TASK REQUIREMENTS ▸
Look through the records and copy each line with the string "crate" in it.

TASK DATA ▸
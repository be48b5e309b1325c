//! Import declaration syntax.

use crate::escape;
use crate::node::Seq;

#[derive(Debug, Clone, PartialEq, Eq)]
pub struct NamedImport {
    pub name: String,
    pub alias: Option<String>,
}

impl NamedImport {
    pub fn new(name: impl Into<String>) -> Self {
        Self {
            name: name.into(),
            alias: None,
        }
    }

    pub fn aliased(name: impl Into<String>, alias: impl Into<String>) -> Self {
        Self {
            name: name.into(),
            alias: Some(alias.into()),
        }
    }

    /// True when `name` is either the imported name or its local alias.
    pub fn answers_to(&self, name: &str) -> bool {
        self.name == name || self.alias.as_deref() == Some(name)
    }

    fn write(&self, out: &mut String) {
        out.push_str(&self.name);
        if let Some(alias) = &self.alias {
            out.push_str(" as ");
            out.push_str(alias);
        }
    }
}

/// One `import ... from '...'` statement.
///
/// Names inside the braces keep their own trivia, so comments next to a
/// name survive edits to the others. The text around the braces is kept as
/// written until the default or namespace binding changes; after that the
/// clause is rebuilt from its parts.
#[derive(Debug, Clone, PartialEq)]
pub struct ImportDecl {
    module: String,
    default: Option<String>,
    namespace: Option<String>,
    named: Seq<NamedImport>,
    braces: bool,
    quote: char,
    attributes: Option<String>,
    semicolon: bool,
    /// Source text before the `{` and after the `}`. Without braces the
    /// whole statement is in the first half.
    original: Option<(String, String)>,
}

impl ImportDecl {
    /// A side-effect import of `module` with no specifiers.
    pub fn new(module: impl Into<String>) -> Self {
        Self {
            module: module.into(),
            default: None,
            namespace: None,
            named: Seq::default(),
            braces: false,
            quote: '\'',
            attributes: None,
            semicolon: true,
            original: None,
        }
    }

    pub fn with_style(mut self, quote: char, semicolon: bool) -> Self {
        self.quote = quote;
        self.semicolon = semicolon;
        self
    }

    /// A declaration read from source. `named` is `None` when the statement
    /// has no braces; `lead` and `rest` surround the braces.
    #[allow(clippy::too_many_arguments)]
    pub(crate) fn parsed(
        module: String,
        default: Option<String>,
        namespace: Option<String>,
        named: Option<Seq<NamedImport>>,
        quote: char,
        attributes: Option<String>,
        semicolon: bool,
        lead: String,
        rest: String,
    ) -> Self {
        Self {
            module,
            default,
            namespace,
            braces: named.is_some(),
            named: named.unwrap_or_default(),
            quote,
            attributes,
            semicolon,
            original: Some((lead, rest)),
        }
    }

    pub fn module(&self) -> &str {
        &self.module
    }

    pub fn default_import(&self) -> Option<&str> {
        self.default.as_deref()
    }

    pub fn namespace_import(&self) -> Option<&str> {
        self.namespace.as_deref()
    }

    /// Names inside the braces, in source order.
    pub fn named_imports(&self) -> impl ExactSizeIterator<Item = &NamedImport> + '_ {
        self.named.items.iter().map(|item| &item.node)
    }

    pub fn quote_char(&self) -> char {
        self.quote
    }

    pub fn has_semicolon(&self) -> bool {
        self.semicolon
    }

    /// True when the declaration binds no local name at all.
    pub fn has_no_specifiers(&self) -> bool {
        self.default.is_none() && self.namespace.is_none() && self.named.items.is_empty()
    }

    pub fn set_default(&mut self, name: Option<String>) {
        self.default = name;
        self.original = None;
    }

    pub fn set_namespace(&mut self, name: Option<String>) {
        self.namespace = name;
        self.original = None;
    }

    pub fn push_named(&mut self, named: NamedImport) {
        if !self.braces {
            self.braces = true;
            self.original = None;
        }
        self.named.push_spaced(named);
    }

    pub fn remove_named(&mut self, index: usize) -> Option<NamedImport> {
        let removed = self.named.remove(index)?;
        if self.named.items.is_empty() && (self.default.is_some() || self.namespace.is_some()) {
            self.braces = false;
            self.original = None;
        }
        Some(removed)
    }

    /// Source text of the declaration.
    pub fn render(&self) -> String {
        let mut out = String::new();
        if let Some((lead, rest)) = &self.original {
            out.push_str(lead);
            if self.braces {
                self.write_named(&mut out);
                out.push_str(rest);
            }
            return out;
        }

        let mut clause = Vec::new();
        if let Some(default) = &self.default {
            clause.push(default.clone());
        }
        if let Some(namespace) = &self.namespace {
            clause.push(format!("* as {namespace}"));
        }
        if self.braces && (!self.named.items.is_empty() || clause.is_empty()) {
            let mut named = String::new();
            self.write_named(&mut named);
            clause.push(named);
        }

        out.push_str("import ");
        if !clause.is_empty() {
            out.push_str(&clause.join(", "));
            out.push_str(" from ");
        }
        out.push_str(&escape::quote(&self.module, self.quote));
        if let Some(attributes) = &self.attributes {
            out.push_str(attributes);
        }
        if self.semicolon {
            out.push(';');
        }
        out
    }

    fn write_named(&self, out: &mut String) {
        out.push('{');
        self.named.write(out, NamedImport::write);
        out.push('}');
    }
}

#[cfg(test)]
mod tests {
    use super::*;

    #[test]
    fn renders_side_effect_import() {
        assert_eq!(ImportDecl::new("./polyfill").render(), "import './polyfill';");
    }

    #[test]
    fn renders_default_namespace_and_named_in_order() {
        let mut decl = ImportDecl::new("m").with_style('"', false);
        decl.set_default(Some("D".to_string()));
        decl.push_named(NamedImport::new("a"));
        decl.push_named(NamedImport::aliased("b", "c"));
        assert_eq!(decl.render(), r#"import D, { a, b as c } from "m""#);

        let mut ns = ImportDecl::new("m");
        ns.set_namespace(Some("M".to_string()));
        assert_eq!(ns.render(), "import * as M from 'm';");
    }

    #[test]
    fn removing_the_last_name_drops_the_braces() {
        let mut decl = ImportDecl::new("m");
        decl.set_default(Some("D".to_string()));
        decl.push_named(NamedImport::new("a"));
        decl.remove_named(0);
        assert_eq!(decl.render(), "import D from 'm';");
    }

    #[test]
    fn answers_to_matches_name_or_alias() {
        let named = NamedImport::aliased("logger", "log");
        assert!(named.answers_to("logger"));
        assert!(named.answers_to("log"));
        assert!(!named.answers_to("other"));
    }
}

SOLUTION TO THE PROBLEM ▸
use crate::escape;
use crate::node::Seq;
    pub(crate) fn parsed(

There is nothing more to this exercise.